Bangsa Indonesia tidak lagi ingin hidup menderita. Bangsa Indonesia tidak lagi ingin hidup dalam kekurangan. Bangsa Indonesia tidak lagi ingin hidup dalam kesusahan. Bangsa Indonesia tidak lagi ingin hidup dalam tekanan Penjajah. Bangsa Indonesia ingin mempertahankan kemerdekaan. Bangsa Indonesia ingin mengatur Negara Indonesia sendiri. Merdeka atau mati adalah semangat perjuangan. Tak terhitung   berapa korban harta,,,dan nyawa pada saat perjuangan mengusir penjajah dan mempertahankan Negara Indonesia. 

Kita yang hidup dalam alam kemerdekaan sudah sepantasnya kita mengetahui demikian berat dan tidak mudah untuk melepaskan diri dari negara penjajah. Kita sepantasnya juga menyadari bahwa demikian sulit untuk mempertahankan kemerdekaan negeri ini. Oleh karena itu sebagai warga kita perlu memperingati hari kemerdekaan Republik Indonesia. banyak hal yang dapat kita lakukan diantaranya adalah
1. Membersihkan dan merapikan lingkungan dimana kita tinggal.
2. Pemasangan bendera merah putih disetiap depan rumah kita.
3. mengadakan berbagai macam perlombaan.
4. Pemasangan umbul umbul di berbagai gang atau jalan.
5. Pengecatan pintu gerbang jalan.
6. Mengadakan malam tirakatan dan doa bersama untuk para pahlawan.
7. Mengadakan upacara peringatan hari kemerdekaan.
8. Memberi bantuan kepada masyarakat yang masih kurang beruntung.

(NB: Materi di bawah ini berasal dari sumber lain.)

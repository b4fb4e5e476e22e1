//! Poll queries, vote recording, and result aggregation.
//!
//! [`PollRepository`] is the query surface request handlers use. Its SQL
//! implementation reads through a [`pollbox_db::ConnectionScope`], so a
//! handler opens one scope per request and never passes raw connections
//! around. Every call hits the database; nothing is cached.
//!
//! The [`results`] module is pure: it orders options by tally and picks the
//! winner set without touching storage.

mod repository;
pub mod results;

pub use repository::{
    get_poll, increment_vote, list_options, list_polls, PollRepository, SqlPollRepository,
};
pub use results::{sort_descending, tally, winners, PollResults};
//! Per-unit-of-work connection binding.
//!
//! A [`ConnectionScope`] is created at the start of a request, handed by
//! reference to everything that needs the database, and ended when the
//! request finishes. The scope owns its pooled connection outright, so two
//! concurrent requests can never observe each other's connection.

use r2d2::PooledConnection;
use r2d2_sqlite::SqliteConnectionManager;
use rusqlite::Connection;

use crate::error::DbError;
use crate::pool::DbPool;

/// One pooled connection bound to one unit of work.
///
/// The connection goes back to the pool on [`ConnectionScope::end`] or when
/// the scope is dropped, whichever happens first. Dropping covers early
/// returns and panics in the unit of work.
pub struct ConnectionScope {
    conn: Option<PooledConnection<SqliteConnectionManager>>,
}

impl ConnectionScope {
    /// Acquires a connection from `pool` and binds it to a new scope.
    ///
    /// # Errors
    ///
    /// Returns `DbError::ConnectionUnavailable` if the pool cannot produce a
    /// connection within its connection timeout.
    pub fn begin(pool: &DbPool) -> Result<Self, DbError> {
        let conn = pool.get().map_err(|e| {
            tracing::warn!(error = %e, "failed to acquire database connection");
            DbError::ConnectionUnavailable(e)
        })?;
        Ok(Self { conn: Some(conn) })
    }

    /// Returns the connection bound to this scope.
    ///
    /// # Errors
    ///
    /// Returns `DbError::NoActiveConnection` if the scope has been ended.
    pub fn current(&self) -> Result<&Connection, DbError> {
        self.conn.as_deref().ok_or(DbError::NoActiveConnection)
    }

    /// Whether the scope still holds its connection.
    pub fn is_active(&self) -> bool {
        self.conn.is_some()
    }

    /// Releases the connection back to the pool. Calling it again is a no-op.
    pub fn end(&mut self) {
        if self.conn.take().is_some() {
            tracing::trace!("released scoped database connection");
        }
    }

    /// Runs `work` inside a fresh scope and ends the scope afterwards,
    /// whether `work` succeeded or not.
    ///
    /// # Errors
    ///
    /// Propagates `DbError::ConnectionUnavailable` from [`Self::begin`] and
    /// whatever error `work` returns.
    pub fn run<T, E, F>(pool: &DbPool, work: F) -> Result<T, E>
    where
        E: From<DbError>,
        F: FnOnce(&ConnectionScope) -> Result<T, E>,
    {
        let mut scope = Self::begin(pool)?;
        let result = work(&scope);
        scope.end();
        result
    }
}

impl Drop for ConnectionScope {
    fn drop(&mut self) {
        self.end();
    }
}

impl std::fmt::Debug for ConnectionScope {
    fn fmt(&self, f: &mut std::fmt::Formatter<'_>) -> std::fmt::Result {
        f.debug_struct("ConnectionScope")
            .field("active", &self.is_active())
            .finish()
    }
}

#[cfg(test)]
mod tests {
    use super::*;
    use crate::pool::{create_pool, DbRuntimeSettings};

    fn small_pool(dir: &tempfile::TempDir, max_size: u32) -> DbPool {
        let path = dir.path().join("scope.db");
        create_pool(
            path.to_str().expect("utf-8 path"),
            DbRuntimeSettings {
                busy_timeout_ms: 1_000,
                pool_max_size: max_size,
                connection_timeout_ms: 200,
            },
        )
        .expect("pool creation should succeed")
    }

    #[test]
    fn current_fails_after_end() {
        let dir = tempfile::tempdir().expect("should create temp dir");
        let pool = small_pool(&dir, 1);

        let mut scope = ConnectionScope::begin(&pool).expect("should begin scope");
        let one: i64 = scope
            .current()
            .expect("scope should be active")
            .query_row("SELECT 1", [], |row| row.get(0))
            .expect("should query");
        assert_eq!(one, 1);

        scope.end();
        assert!(!scope.is_active());
        assert!(matches!(scope.current(), Err(DbError::NoActiveConnection)));

        // Second end is harmless.
        scope.end();
    }

    #[test]
    fn exhausted_pool_reports_connection_unavailable() {
        let dir = tempfile::tempdir().expect("should create temp dir");
        let pool = small_pool(&dir, 1);

        let mut held = ConnectionScope::begin(&pool).expect("should begin scope");
        let err = ConnectionScope::begin(&pool).expect_err("pool should be exhausted");
        assert!(matches!(err, DbError::ConnectionUnavailable(_)));

        held.end();
        ConnectionScope::begin(&pool).expect("released connection should be reusable");
    }

    #[test]
    fn dropping_scope_returns_connection() {
        let dir = tempfile::tempdir().expect("should create temp dir");
        let pool = small_pool(&dir, 1);

        {
            let _scope = ConnectionScope::begin(&pool).expect("should begin scope");
            assert_eq!(pool.state().idle_connections, 0);
        }
        assert_eq!(pool.state().idle_connections, 1);
    }

    #[test]
    fn run_ends_scope_on_error() {
        let dir = tempfile::tempdir().expect("should create temp dir");
        let pool = small_pool(&dir, 1);

        let result: Result<(), DbError> = ConnectionScope::run(&pool, |scope| {
            scope
                .current()?
                .execute_batch("SELECT * FROM no_such_table")?;
            Ok(())
        });
        assert!(matches!(result, Err(DbError::Storage(_))));

        // The failed unit of work must not keep the only connection.
        ConnectionScope::begin(&pool).expect("connection should have been released");
    }

    #[test]
    fn concurrent_scopes_hold_distinct_connections() {
        let dir = tempfile::tempdir().expect("should create temp dir");
        let pool = small_pool(&dir, 2);

        let first = ConnectionScope::begin(&pool).expect("should begin first scope");
        let second = ConnectionScope::begin(&pool).expect("should begin second scope");

        // Temp tables are private to a connection.
        first
            .current()
            .expect("first scope active")
            .execute_batch("CREATE TEMP TABLE scratch (x INTEGER)")
            .expect("should create temp table");

        let visible: bool = second
            .current()
            .expect("second scope active")
            .query_row(
                "SELECT EXISTS(SELECT 1 FROM sqlite_temp_master WHERE name = 'scratch')",
                [],
                |row| row.get(0),
            )
            .expect("should query temp schema");
        assert!(!visible, "second scope must not see the first scope's connection");
    }
}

Semanagat kerja sama, gotong royong, semangat kerja keras dan semangat persatuan dalam memperingati kemerdekaan adalah yang sangat penting. Dengan tidak membedakan agama, tidak membedakan ras dan suku, tidak membedakan kepercayaan, tidak membedakan bahasa, tidak membedakan kepangkatan, kita peringati Hari Kemerdekaan Negara Republik  Indonesia. Memang cita cita yang digariskan oleh para pendiri negara ini belum semuanya terwujud. Tetapi apabila dibandingkan dengan kehidupan bangsa Indonesia di alam penjajahan, kehidupan bangsa Indonesia pada saat ini jauh lebih baik. Semoga dengan memperingati kemerdekaan, semangat persatuan dan kesatuan bangsa akan lebih terpelihara. Dengan demikian hidup terus negara tercinta Indonesia sampai akhir jaman.

Ada sebuah kata bijak yang perlu kita renungkan yaitu : BANGSA YANG BESAR ADALAH BANGSA YANG BISA MENGHARGAI JASA PARA PAHLAWANNYA. Demikian, semoga posting ini bermanfaat.